▸ **INSTRUCTIONS FOR THE TASK**:
Pick out the lines below that contain the string "super" and copy them all.

==========

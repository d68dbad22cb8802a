use std::sync::mpsc::{Receiver, RecvTimeoutError, Sender};
use std::thread;
use std::thread::JoinHandle;
use std::time::{Duration, Instant};

use rodio::{OutputStream, OutputStreamBuilder, Sink};
use tracing::{debug, warn};
use ureq::Agent;

use crate::config::AudioSettings;
use crate::surface::MediaEvent;

use super::fetch::{load_bytes, media_agent};
use super::sink::{MediaBytes, create_sink_at, probe_duration};
use super::types::{AudioCmd, AudioError};

const FETCH_TIMEOUT: Duration = Duration::from_secs(60);

struct Loaded {
    locator: String,
    bytes: MediaBytes,
    sink: Sink,
}

/// Everything the audio thread owns.
struct Deck {
    stream: Option<OutputStream>,
    agent: Agent,
    settings: AudioSettings,
    events: Sender<MediaEvent>,

    current: Option<Loaded>,
    paused: bool,
    volume: f32,
    /// End of media already reported for this playthrough.
    finished: bool,

    // Elapsed accounting: time since the last resume plus what came before it.
    started_at: Option<Instant>,
    accumulated: Duration,
}

impl Deck {
    fn emit(&self, event: MediaEvent) {
        let _ = self.events.send(event);
    }

    fn elapsed(&self) -> Duration {
        self.accumulated + self.started_at.map_or(Duration::ZERO, |st| st.elapsed())
    }

    fn fail(&mut self, locator: &str, err: AudioError) {
        warn!(%locator, error = %err, "audio failure");
        if let Some(old) = self.current.take() {
            old.sink.stop();
        }
        self.paused = true;
        self.started_at = None;
        self.accumulated = Duration::ZERO;
        self.emit(MediaEvent::Failed {
            locator: locator.to_string(),
            reason: err.to_string(),
        });
    }

    fn stream(&self) -> Result<&OutputStream, AudioError> {
        self.stream
            .as_ref()
            .ok_or_else(|| AudioError::NoDevice("output stream unavailable".to_string()))
    }

    fn prepare(&self, locator: &str) -> Result<(MediaBytes, Option<Duration>, Sink), AudioError> {
        let stream = self.stream()?;
        let bytes = load_bytes(&self.agent, locator)?;
        let duration = probe_duration(&bytes, locator)?;
        let sink = create_sink_at(stream, &bytes, locator, Duration::ZERO, self.volume)?;
        Ok((bytes, duration, sink))
    }

    fn load(&mut self, locator: String) {
        let (bytes, duration, new_sink) = match self.prepare(&locator) {
            Ok(v) => v,
            Err(e) => return self.fail(&locator, e),
        };

        // Crossfade if currently playing a sink; otherwise just swap.
        if let Some(old) = self.current.take() {
            if !self.paused && !self.finished {
                self.crossfade(&old.sink, &new_sink);
            }
            old.sink.stop();
        }
        if !self.paused {
            new_sink.play();
            self.started_at = Some(Instant::now());
        } else {
            self.started_at = None;
        }

        debug!(%locator, ?duration, "media loaded");
        self.current = Some(Loaded {
            locator: locator.clone(),
            bytes,
            sink: new_sink,
        });
        self.accumulated = Duration::ZERO;
        self.finished = false;
        self.emit(MediaEvent::Loaded { locator, duration });
    }

    fn crossfade(&self, old: &Sink, new: &Sink) {
        let crossfade_ms = self.settings.crossfade_ms;
        let crossfade_steps = self.settings.crossfade_steps.max(1);
        if crossfade_ms == 0 {
            return;
        }

        new.set_volume(0.0);
        new.play();
        // Fade volumes in a short blocking loop; audio continues in rodio's mixer thread.
        for step in 1..=crossfade_steps {
            let t = (step as f32) / (crossfade_steps as f32);
            old.set_volume(self.volume * (1.0 - t));
            new.set_volume(self.volume * t);
            thread::sleep(Duration::from_millis((crossfade_ms / crossfade_steps).max(1)));
        }
        new.set_volume(self.volume);
    }

    /// Rebuild the sink at `position`, keeping the play/pause state.
    fn seek(&mut self, position: Duration) {
        let Some(loaded) = self.current.take() else {
            return;
        };
        loaded.sink.stop();

        let sink = match self
            .stream()
            .and_then(|s| create_sink_at(s, &loaded.bytes, &loaded.locator, position, self.volume))
        {
            Ok(s) => s,
            Err(e) => return self.fail(&loaded.locator, e),
        };

        if self.paused {
            self.started_at = None;
        } else {
            sink.play();
            self.started_at = Some(Instant::now());
        }
        self.current = Some(Loaded { sink, ..loaded });
        self.accumulated = position;
        self.finished = false;
        self.emit(MediaEvent::Progress(position));
    }

    fn play(&mut self) {
        if self.current.is_none() {
            self.paused = false;
            return;
        }
        if self.finished {
            self.paused = false;
            self.seek(Duration::ZERO);
            return;
        }
        if self.paused {
            if let Some(loaded) = &self.current {
                loaded.sink.play();
            }
            self.started_at = Some(Instant::now());
            self.paused = false;
        }
    }

    fn pause(&mut self) {
        if self.paused {
            return;
        }
        if let Some(loaded) = &self.current {
            loaded.sink.pause();
        }
        if let Some(st) = self.started_at.take() {
            self.accumulated += st.elapsed();
        }
        self.paused = true;
    }

    fn stop(&mut self) {
        if let Some(old) = self.current.take() {
            old.sink.stop();
        }
        self.paused = true;
        self.finished = false;
        self.started_at = None;
        self.accumulated = Duration::ZERO;
    }

    fn set_volume(&mut self, volume: f32) {
        self.volume = volume.clamp(0.0, 1.0);
        if let Some(loaded) = &self.current {
            loaded.sink.set_volume(self.volume);
        }
    }

    /// Periodic progress report and end-of-media check.
    fn tick(&mut self) {
        let Some(loaded) = &self.current else {
            return;
        };
        if self.paused || self.finished {
            return;
        }

        if loaded.sink.empty() {
            if let Some(st) = self.started_at.take() {
                self.accumulated += st.elapsed();
            }
            self.finished = true;
            self.emit(MediaEvent::Ended);
        } else {
            self.emit(MediaEvent::Progress(self.elapsed()));
        }
    }

    fn quit(&mut self, fade_out_ms: u64) {
        if let Some(loaded) = self.current.take() {
            if !self.paused {
                // Fade out gently before stopping.
                fade_out_sink(&loaded.sink, self.volume, fade_out_ms);
            }
            loaded.sink.stop();
        }
    }
}

fn fade_out_sink(sink: &Sink, from: f32, fade_out_ms: u64) {
    if fade_out_ms == 0 {
        sink.set_volume(0.0);
        return;
    }
    let steps: u64 = 20;
    let step_ms = (fade_out_ms / steps).max(1);
    for step in 1..=steps {
        let t = step as f32 / steps as f32;
        sink.set_volume(from * (1.0 - t));
        thread::sleep(Duration::from_millis(step_ms));
    }
    sink.set_volume(0.0);
}

fn open_stream() -> Option<OutputStream> {
    match OutputStreamBuilder::open_default_stream() {
        Ok(mut stream) => {
            // rodio logs to stderr when OutputStream is dropped, which would
            // scribble over the TUI.
            stream.log_on_drop(false);
            Some(stream)
        }
        Err(e) => {
            warn!(error = %e, "no audio output device");
            None
        }
    }
}

pub(super) fn spawn_audio_thread(
    rx: Receiver<AudioCmd>,
    events: Sender<MediaEvent>,
    settings: AudioSettings,
) -> JoinHandle<()> {
    thread::spawn(move || {
        let interval = Duration::from_millis(settings.progress_interval_ms.clamp(1, 999));
        let mut deck = Deck {
            stream: open_stream(),
            agent: media_agent(FETCH_TIMEOUT),
            settings,
            events,
            current: None,
            paused: true,
            volume: 1.0,
            finished: false,
            started_at: None,
            accumulated: Duration::ZERO,
        };
        let mut last_tick = Instant::now();

        loop {
            match rx.recv_timeout(interval) {
                Ok(cmd) => match cmd {
                    AudioCmd::Load(locator) => deck.load(locator),
                    AudioCmd::Play => deck.play(),
                    AudioCmd::Pause => deck.pause(),
                    AudioCmd::Seek(position) => deck.seek(position),
                    AudioCmd::SetVolume(v) => deck.set_volume(v),
                    AudioCmd::Stop => deck.stop(),
                    AudioCmd::Quit { fade_out_ms } => {
                        deck.quit(fade_out_ms);
                        break;
                    }
                },
                Err(RecvTimeoutError::Timeout) => {}
                Err(RecvTimeoutError::Disconnected) => break,
            }

            if last_tick.elapsed() >= interval {
                deck.tick();
                last_tick = Instant::now();
            }
        }
        debug!("audio thread exiting");
    })
}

==========

▸ **WORKED SOLUTION**:
use super::fetch::{load_bytes, media_agent};
use super::sink::{MediaBytes, create_sink_at, probe_duration};
use super::types::{AudioCmd, AudioError};
pub(super) fn spawn_audio_thread(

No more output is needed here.